Dans un second temps (à partir de la page 101, et jusqu’à la page 112), Schmitt va davantage parler de son époque. Selon lui, la technicisation et la mécanisation de l’État sont aussi une neutralisation de l’État (dans la mesure où ce dernier devient indifférent à toute valeur supérieure : morale, religieuse, juridique, métaphysique, etc.). Hobbes (même s’il ne pouvait pas s’attendre, au XVIIe siècle, à un tel résultat), faisant de l’État une grande machine, représente, toujours selon Schmitt, une étape décisive dans ce processus. L’état de nature va finalement se retrouver dans les relations inter-étatiques (P. 110 : « Entre des États, il n’existe pas d’État, et par conséquent pas non plus de guerre légale ni de paix légale, mais seulement l’état de nature pré- et extra-légal des relations de tension entre des Léviathan, que surmontent imparfaitement des contrats fragiles »).

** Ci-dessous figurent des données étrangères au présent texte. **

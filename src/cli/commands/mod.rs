//! CLI command implementations.

pub mod check;
pub mod organize;
pub mod parse;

Extrait du Léviathan dans la doctrine de l’État de Thomas Hobbes :

L’État comme « homme en grand », produit artificiel de la raison et du calcul humains, et homo artificialis :

P. 93-94

Schmitt commence par poser la question suivante :

« Mais que signifie l’image du Léviathan dans le contexte de pensée et dans l’agencement conceptuel et systématique de la théorie de l’État de Hobbes ? »

D’où est-ce que l’on part, selon cette construction hobbesienne de l’État ?

De « la peur de l’état de nature », répond Schmitt.

Pour allers vers où ? Quel est l’objectif ?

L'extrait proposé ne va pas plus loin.